Reports of the AAAI 2009 Spring Symposia
Bao, Jie (Rensselaer Polytechnic Institute) | Bojars, Uldis (National University of Ireland) | Choudhury, Ranzeem (Dartmouth College) | Ding, Li (Rensselaer Polytechnic Institute) | Greaves, Mark (Vulcan Inc.) | Kapoor, Ashish (Microsoft Research) | Louchart, Sandy (Heriot-Watt University) | Mehta, Manish (Georgia Institute of Technology) | Nebel, Bernhard (Albert-Ludwigs University Freiburg) | Nirenburg, Sergei (University of Maryland Baltimore County) | Oates, Tim (University of Maryland Baltimore County) | Roberts, David L. (Georgia Institute of Technology) | Sanfilippo, Antonio (Pacific Northwest National Laboratory) | Stojanovic, Nenad (University of Karlsruhe) | Stubbs, Kristen (iRobot Corportion) | Thomaz, Andrea L. (Georgia Institute of Technology) | Tsui, Katherine (University of Massachusetts Lowell) | Woelfl, Stefan (Albert-Ludwigs University Freiburg)
The Association for the Advancement of Artificial Intelligence, in cooperation with Stanford University's Department of Computer Science, was pleased to present the 2009 Spring Symposium Series, held Monday through Wednesday, March 23–25, 2009 at Stanford University.

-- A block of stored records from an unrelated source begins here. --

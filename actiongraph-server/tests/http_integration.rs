//! HTTP integration tests for the actiongraph REST API
//!
//! Handlers are dispatched through the real router with `oneshot`; the graph
//! backend is an in-memory double so no Neo4j or Ollama is needed.

use std::sync::{Arc, Mutex};
use std::time::Duration;

use actiongraph_core::{BackendError, Episode, GraphBackend};
use actiongraph_server::http::{build_router, HttpState};
use actiongraph_server::Tracker;
use async_trait::async_trait;
use axum::body::Body;
use axum::http::{Request, StatusCode};
use axum::Router;
use serde_json::{json, Value};
use tower::ServiceExt;

#[derive(Default)]
struct MemoryBackend {
    episodes: Mutex<Vec<Episode>>,
    search_calls: Mutex<u32>,
    search_error: Option<String>,
    panic_on_search: bool,
    stall_search: bool,
}

#[async_trait]
impl GraphBackend for MemoryBackend {
    async fn build_indices(&self) -> Result<(), BackendError> {
        Ok(())
    }

    async fn add_episode(&self, episode: &Episode) -> Result<(), BackendError> {
        self.episodes.lock().unwrap().push(episode.clone());
        Ok(())
    }

    async fn search(&self, _query: &str, num_results: u32) -> Result<Vec<Value>, BackendError> {
        if self.panic_on_search {
            panic!("search index corrupted");
        }
        if self.stall_search {
            tokio::time::sleep(Duration::from_secs(60)).await;
        }
        *self.search_calls.lock().unwrap() += 1;
        if let Some(message) = &self.search_error {
            return Err(BackendError::Query {
                code: "Neo.DatabaseError.General.UnknownError".to_string(),
                message: message.clone(),
            });
        }
        let episodes = self.episodes.lock().unwrap();
        Ok(episodes
            .iter()
            .take(num_results as usize)
            .map(|e| serde_json::to_value(e).unwrap())
            .collect())
    }

    fn name(&self) -> &str {
        "memory"
    }
}

fn app(backend: Arc<MemoryBackend>) -> Router {
    app_with_timeout(backend, Duration::from_secs(5))
}

fn app_with_timeout(backend: Arc<MemoryBackend>, timeout: Duration) -> Router {
    let tracker = Tracker::new(backend, timeout);
    build_router(Arc::new(HttpState { tracker }))
}

async fn send(app: Router, method: &str, uri: &str, body: Option<Value>) -> (StatusCode, Value) {
    let builder = Request::builder().method(method).uri(uri);
    let req = match body {
        Some(b) => builder
            .header("content-type", "application/json")
            .body(Body::from(serde_json::to_string(&b).unwrap()))
            .unwrap(),
        None => builder.body(Body::empty()).unwrap(),
    };

    let resp = app.oneshot(req).await.unwrap();
    let status = resp.status();
    let bytes = axum::body::to_bytes(resp.into_body(), usize::MAX)
        .await
        .unwrap();
    let json = serde_json::from_slice(&bytes).unwrap_or(Value::Null);
    (status, json)
}

// ===========================================================================
// TEST 1: POST /actions/track: minimal click is accepted
// ===========================================================================
#[tokio::test]
async fn test_track_click_returns_session_prefixed_id() {
    let backend = Arc::new(MemoryBackend::default());
    let (status, body) = send(
        app(backend.clone()),
        "POST",
        "/actions/track",
        Some(json!({"action_type": "click", "session_id": "s1"})),
    )
    .await;

    assert_eq!(status, StatusCode::OK);
    assert_eq!(body["status"], "success");
    assert_eq!(body["message"], "Action tracked successfully");
    assert!(body["action_id"].as_str().unwrap().starts_with("s1_"));

    let episodes = backend.episodes.lock().unwrap();
    assert_eq!(episodes.len(), 1);
    assert_eq!(episodes[0].entity_names[..2], ["click", "session_s1"]);
}

// ===========================================================================
// TEST 2: POST /actions/track: missing session_id is rejected by the extractor
// ===========================================================================
#[tokio::test]
async fn test_track_missing_session_is_client_error() {
    let backend = Arc::new(MemoryBackend::default());
    let (status, _) = send(
        app(backend.clone()),
        "POST",
        "/actions/track",
        Some(json!({"action_type": "click"})),
    )
    .await;

    assert!(status.is_client_error(), "got {}", status);
    assert!(backend.episodes.lock().unwrap().is_empty());
}

// ===========================================================================
// TEST 3: POST /actions/result: failed result adds the error hint
// ===========================================================================
#[tokio::test]
async fn test_track_failed_result() {
    let backend = Arc::new(MemoryBackend::default());
    let (status, body) = send(
        app(backend.clone()),
        "POST",
        "/actions/result",
        Some(json!({
            "action_id": "s1_1718000000.5",
            "success": false,
            "error_message": "element not found",
            "execution_time_ms": 812.0
        })),
    )
    .await;

    assert_eq!(status, StatusCode::OK);
    assert_eq!(body["message"], "Action result tracked successfully");
    assert!(body.get("action_id").is_none());

    let episodes = backend.episodes.lock().unwrap();
    assert_eq!(
        episodes[0].entity_names,
        vec!["action_s1_1718000000.5", "action_result", "error"]
    );
}

// ===========================================================================
// TEST 4: session start then end via query parameter
// ===========================================================================
#[tokio::test]
async fn test_session_start_and_end() {
    let backend = Arc::new(MemoryBackend::default());

    let (status, body) = send(
        app(backend.clone()),
        "POST",
        "/sessions/start",
        Some(json!({
            "session_id": "abc",
            "goal": "fill the form",
            "start_time": "2025-06-10T06:13:20"
        })),
    )
    .await;
    assert_eq!(status, StatusCode::OK);
    assert_eq!(body["session_id"], "abc");
    assert_eq!(body["message"], "Session started successfully");

    let before_end = chrono::Utc::now();
    let (status, body) = send(app(backend.clone()), "POST", "/sessions/end?session_id=abc", None).await;
    assert_eq!(status, StatusCode::OK);
    assert_eq!(body["session_id"], "abc");
    assert_eq!(body["message"], "Session ended successfully");

    let episodes = backend.episodes.lock().unwrap();
    assert_eq!(episodes.len(), 2);
    assert_eq!(episodes[0].entity_names, vec!["session_abc", "session_start"]);
    assert_eq!(episodes[1].entity_names, vec!["session_abc", "session_end"]);
    assert!(episodes[1].reference_time.unwrap() >= before_end);
}

// ===========================================================================
// TEST 5: POST /sessions/end without session_id is a client error
// ===========================================================================
#[tokio::test]
async fn test_end_session_requires_session_id() {
    let backend = Arc::new(MemoryBackend::default());
    let (status, _) = send(app(backend.clone()), "POST", "/sessions/end", None).await;
    assert!(status.is_client_error(), "got {}", status);
    assert!(backend.episodes.lock().unwrap().is_empty());
}

// ===========================================================================
// TEST 6: POST /query: limit above 100 is rejected before any search
// ===========================================================================
#[tokio::test]
async fn test_query_limit_exceeds_max() {
    let backend = Arc::new(MemoryBackend::default());
    let (status, body) = send(
        app(backend.clone()),
        "POST",
        "/query",
        Some(json!({"query": "clicks", "limit": 200})),
    )
    .await;

    assert_eq!(status, StatusCode::UNPROCESSABLE_ENTITY);
    assert_eq!(body["kind"], "validation");
    assert_eq!(*backend.search_calls.lock().unwrap(), 0);
}

// ===========================================================================
// TEST 7: POST /query: session filter returns a subset
// ===========================================================================
#[tokio::test]
async fn test_query_filters_by_session() {
    let backend = Arc::new(MemoryBackend::default());
    for (kind, session) in [("click", "s1"), ("type", "s2"), ("scroll", "s1")] {
        let (status, _) = send(
            app(backend.clone()),
            "POST",
            "/actions/track",
            Some(json!({"action_type": kind, "session_id": session})),
        )
        .await;
        assert_eq!(status, StatusCode::OK);
    }

    let (status, all) = send(app(backend.clone()), "POST", "/query", Some(json!({"query": "actions"}))).await;
    assert_eq!(status, StatusCode::OK);
    assert_eq!(all["count"], 3);
    assert_eq!(all["query"], "actions");

    let (status, scoped) = send(
        app(backend.clone()),
        "POST",
        "/query",
        Some(json!({"query": "actions", "session_id": "s1"})),
    )
    .await;
    assert_eq!(status, StatusCode::OK);
    assert_eq!(scoped["count"], 2);
    let all_results = all["results"].as_array().unwrap();
    for hit in scoped["results"].as_array().unwrap() {
        assert!(all_results.contains(hit));
    }
}

// ===========================================================================
// TEST 8: POST /query: backend search error surfaces as 500 with message
// ===========================================================================
#[tokio::test]
async fn test_query_backend_error_is_500() {
    let backend = Arc::new(MemoryBackend {
        search_error: Some("vector index offline".to_string()),
        ..Default::default()
    });
    let (status, body) = send(app(backend), "POST", "/query", Some(json!({"query": "clicks"}))).await;

    assert_eq!(status, StatusCode::INTERNAL_SERVER_ERROR);
    assert_eq!(body["status"], "error");
    assert!(body["error"].as_str().unwrap().contains("vector index offline"));
}

// ===========================================================================
// TEST 9: GET /health: 200 even when the backend is failing
// ===========================================================================
#[tokio::test]
async fn test_health_ignores_backend_state() {
    let backend = Arc::new(MemoryBackend {
        search_error: Some("down".to_string()),
        ..Default::default()
    });
    let (status, body) = send(app(backend), "GET", "/health", None).await;

    assert_eq!(status, StatusCode::OK);
    assert_eq!(body["status"], "healthy");
    assert_eq!(body["service"], "ui-ae-graphiti-tracker");
    assert!(body["timestamp"].is_string());
}

// ===========================================================================
// TEST 10: GET /version
// ===========================================================================
#[tokio::test]
async fn test_version_endpoint() {
    let (status, body) = send(app(Arc::new(MemoryBackend::default())), "GET", "/version", None).await;
    assert_eq!(status, StatusCode::OK);
    assert!(body["version"].is_string());
}

// ===========================================================================
// TEST 11: OPTIONS preflight is answered for any origin
// ===========================================================================
#[tokio::test]
async fn test_cors_preflight_allows_any_origin() {
    let req = Request::builder()
        .method("OPTIONS")
        .uri("/actions/track")
        .header("origin", "http://localhost:5173")
        .header("access-control-request-method", "POST")
        .header("access-control-request-headers", "content-type")
        .body(Body::empty())
        .unwrap();

    let resp = app(Arc::new(MemoryBackend::default()))
        .oneshot(req)
        .await
        .unwrap();

    assert!(resp.status().is_success(), "got {}", resp.status());
    assert_eq!(resp.headers()["access-control-allow-origin"], "*");
    assert!(resp.headers().contains_key("access-control-allow-methods"));
}

// ===========================================================================
// TEST 12: a panicking handler becomes a 500 with kind "internal"
// ===========================================================================
#[tokio::test]
async fn test_panic_in_backend_is_internal_error() {
    let backend = Arc::new(MemoryBackend {
        panic_on_search: true,
        ..Default::default()
    });
    let (status, body) = send(app(backend), "POST", "/query", Some(json!({"query": "clicks"}))).await;

    assert_eq!(status, StatusCode::INTERNAL_SERVER_ERROR);
    assert_eq!(body["status"], "error");
    assert_eq!(body["kind"], "internal");
}

// ===========================================================================
// TEST 13: a stalled backend times out as 503 backend_unavailable
// ===========================================================================
#[tokio::test]
async fn test_stalled_backend_is_unavailable() {
    let backend = Arc::new(MemoryBackend {
        stall_search: true,
        ..Default::default()
    });
    let app = app_with_timeout(backend, Duration::from_millis(50));
    let (status, body) = send(app, "POST", "/query", Some(json!({"query": "clicks"}))).await;

    assert_eq!(status, StatusCode::SERVICE_UNAVAILABLE);
    assert_eq!(body["kind"], "backend_unavailable");
    assert!(body["error"].as_str().unwrap().contains("timed out"));
}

The titles of the nine symposia were Agents that Learn from Human Teachers, Benchmarking of Qualitative Spatial and Temporal Reasoning Systems, Experimental Design for Real-World Systems, Human Behavior Modeling, Intelligent Event Processing, Intelligent Narrative Technologies II, Learning by Reading and Learning to Read, Social Semantic Web: Where Web 2.0 Meets Web 3.0, and Technosocial Predictive Analytics. The goal of the Agents that Learn from Human Teachers was to investigate how we can enable software and robotics agents to learn from real-time interaction with an everyday human partner. The aim of the Benchmarking of Qualitative Spatial and Temporal Reasoning Systems symposium was to initiate the development of a problem repository in the field of qualitative spatial and temporal reasoning and identify a graded set of challenges for future midterm and long-term research. The Experimental Design symposium discussed the challenges of evaluating AI systems. The Human Behavior Modeling symposium explored reasoning methods for understanding various aspects of human behavior, especially in the context of designing intelligent systems that interact with humans. The Intelligent Event Processing symposium discussed the need for more AI-based approaches in event processing and defined a kind of research agenda for the field, coined as intelligent complex event processing (iCEP). The Intelligent Narrative Technologies II AAAI symposium discussed innovations, progress, and novel techniques in the research domain. The Learning by Reading and Learning to Read symposium explored two aspects of making natural language texts semantically accessible to, and processable by, machines. The Social Semantic Web symposium focused on the real-world grand challenges in this area. Finally, the Technosocial Predictive Analytics symposium explored new methods for anticipatory analytical thinking that provide decision advantage through the integration of human and physical models.